Love nest~盲愛~
彼が立ち去った後、彼の事を『坊ちゃま』と呼ぶ年配の女性が部屋に現れた。
私の鞄を手にして、にこやかに屋敷の中の説明をする。
けれど、それが何一つ頭に入って来なかった。
彼から受けた刻印の熱と、優しさの込められた甘いバリトンボイスが脳内を占拠していて。
彼女の名前は、今井多恵(いまい たえ)。
彼が生まれる前から西賀家に仕えている使用人で、一番の年長者だそうだ。
所謂『婆や』的な存在で、彼も一目置いているらしい。
私の鞄を運んでくれた男性は、奥村義之(おくむら よしゆき)。
今井さんに次いで長く使える執事長だそうだ。
沢山説明して下った中で唯一拾えたのがこの2つだった。
完全に放心状態の私は、相槌を打つ事さえ忘れていて……。
今井さんの視線が私の首元に向けられたのに気付き、漸くハッと我に返った。
咄嗟に手で覆ってはみるものの、どこにどれだけ刻印されたのかすら解らない。
羞恥のあまり俯くと、今井さんは何事も無かったかのように私を浴室へと誘導する。
「えな様。
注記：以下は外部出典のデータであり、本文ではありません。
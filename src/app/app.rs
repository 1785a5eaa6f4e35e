use super::event::AppEvent;
use super::mode::AppMode;
use crate::engine::Config;
use crate::glossing::{Glosser, Profile, SentenceGloss};
use crate::input::{self, LoadError, LoadedText};
use crate::rules::model::DIRECTION_VERBS;
use crate::rules::RuleRepository;
use std::sync::Arc;
use tracing::{debug, info};

pub const HELP_TEXT: &str = "\
Type Swedish text to gloss it.
  @<file>          gloss a text file
  @@               gloss the clipboard
  :profile rules   filter and reorder with the loaded rules
  :profile static  built-in stopwords and lemmas
  :reload          retry loading missing rule files
  :h, :help        show this help
  :q, :quit        quit";

pub struct App {
    pub mode: AppMode,
    pub profile: Profile,
    config: Config,
    repository: Arc<RuleRepository>,
    glosser: Glosser,
}

impl App {
    /// Build an app around whatever rules `repository` already holds.
    pub fn new(config: Config, repository: Arc<RuleRepository>) -> Self {
        let glosser = Glosser::new(&config, &repository.snapshot());
        Self {
            mode: AppMode::Command,
            profile: config.profile,
            config,
            repository,
            glosser,
        }
    }

    pub fn glosser(&self) -> &Glosser {
        &self.glosser
    }

    pub fn gloss_text(&self, text: &str) -> Vec<SentenceGloss> {
        self.glosser.gloss_sentences(text, self.profile)
    }

    /// Handle one event and return the lines to show the user.
    pub async fn handle_event(&mut self, event: AppEvent) -> Vec<String> {
        match event {
            AppEvent::Gloss(text) => self.render(&text),
            AppEvent::LoadFile(path) => self.render_loaded(input::file::load(&path)),
            AppEvent::LoadClipboard => self.render_loaded(input::clipboard::load()),
            AppEvent::SetProfile(profile) => {
                self.profile = profile;
                info!(%profile, "profile changed");
                let mut lines = vec![format!("Profile: {profile}")];
                if profile == Profile::RepositoryRules && !self.glosser.has_rules() {
                    lines.push(
                        "Filter rules are not loaded; text passes through unchanged (:reload to retry)"
                            .to_string(),
                    );
                }
                lines
            }
            AppEvent::ReloadRules => self.reload_rules().await,
            AppEvent::Quit => {
                self.mode = AppMode::Quit;
                Vec::new()
            }
            AppEvent::Help => HELP_TEXT.lines().map(str::to_string).collect(),
            AppEvent::InvalidCommand(input) if input.is_empty() => Vec::new(),
            AppEvent::InvalidCommand(input) => {
                vec![format!("Unknown command: {input} (type :h for help)")]
            }
        }
    }

    /// Load absent rule families and rebuild the glosser from the result.
    pub async fn reload_rules(&mut self) -> Vec<String> {
        let snapshot = self.repository.ensure_loaded().await;
        self.glosser = Glosser::new(&self.config, &snapshot);

        let state = |loaded: bool| if loaded { "loaded" } else { "absent" };
        let mut lines = vec![
            format!("Filter rules: {}", state(snapshot.filter.is_some())),
            format!("Grammar rules: {}", state(snapshot.grammar.is_some())),
        ];
        if let Some(grammar) = &snapshot.grammar {
            for rule in grammar.rules_by_priority() {
                let mut line = format!("  [{}] {} ({})", rule.priority, rule.name, rule.id);
                let verbs = rule.word_list(DIRECTION_VERBS);
                if !verbs.is_empty() {
                    line.push_str(&format!(": {}", verbs.join(", ")));
                }
                lines.push(line);
            }
        }
        lines
    }

    fn render(&self, text: &str) -> Vec<String> {
        debug!(confidence = self.glosser.confidence(text), "glossing text");
        let mut lines = Vec::new();
        for sentence in self.gloss_text(text) {
            lines.push(sentence.rendered());
            if sentence.variants.alternative != sentence.variants.standard {
                lines.push(format!("  alt: {}", sentence.rendered_alternative()));
            }
        }
        lines
    }

    fn render_loaded(&self, loaded: Result<LoadedText, LoadError>) -> Vec<String> {
        match loaded {
            Ok(loaded) => {
                debug!(source = %loaded.source, bytes = loaded.text.len(), "glossing loaded text");
                self.render(&loaded.text)
            }
            Err(e) => vec![format!("Error: {e}")],
        }
    }
}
お風呂の準備が整っておりますので、今日はゆっくり浸かってお休み下さいませね?」
「…………はい」
「何か要りようでしたら、気兼ねなくお申し付けくださいませ」
「……………はい、すみません、ありがとうございます」
「では、私はこれで失礼致しますので」
「………はい」
優しい笑みを浮かべた今井さんは優雅に会釈して、その場を後にした。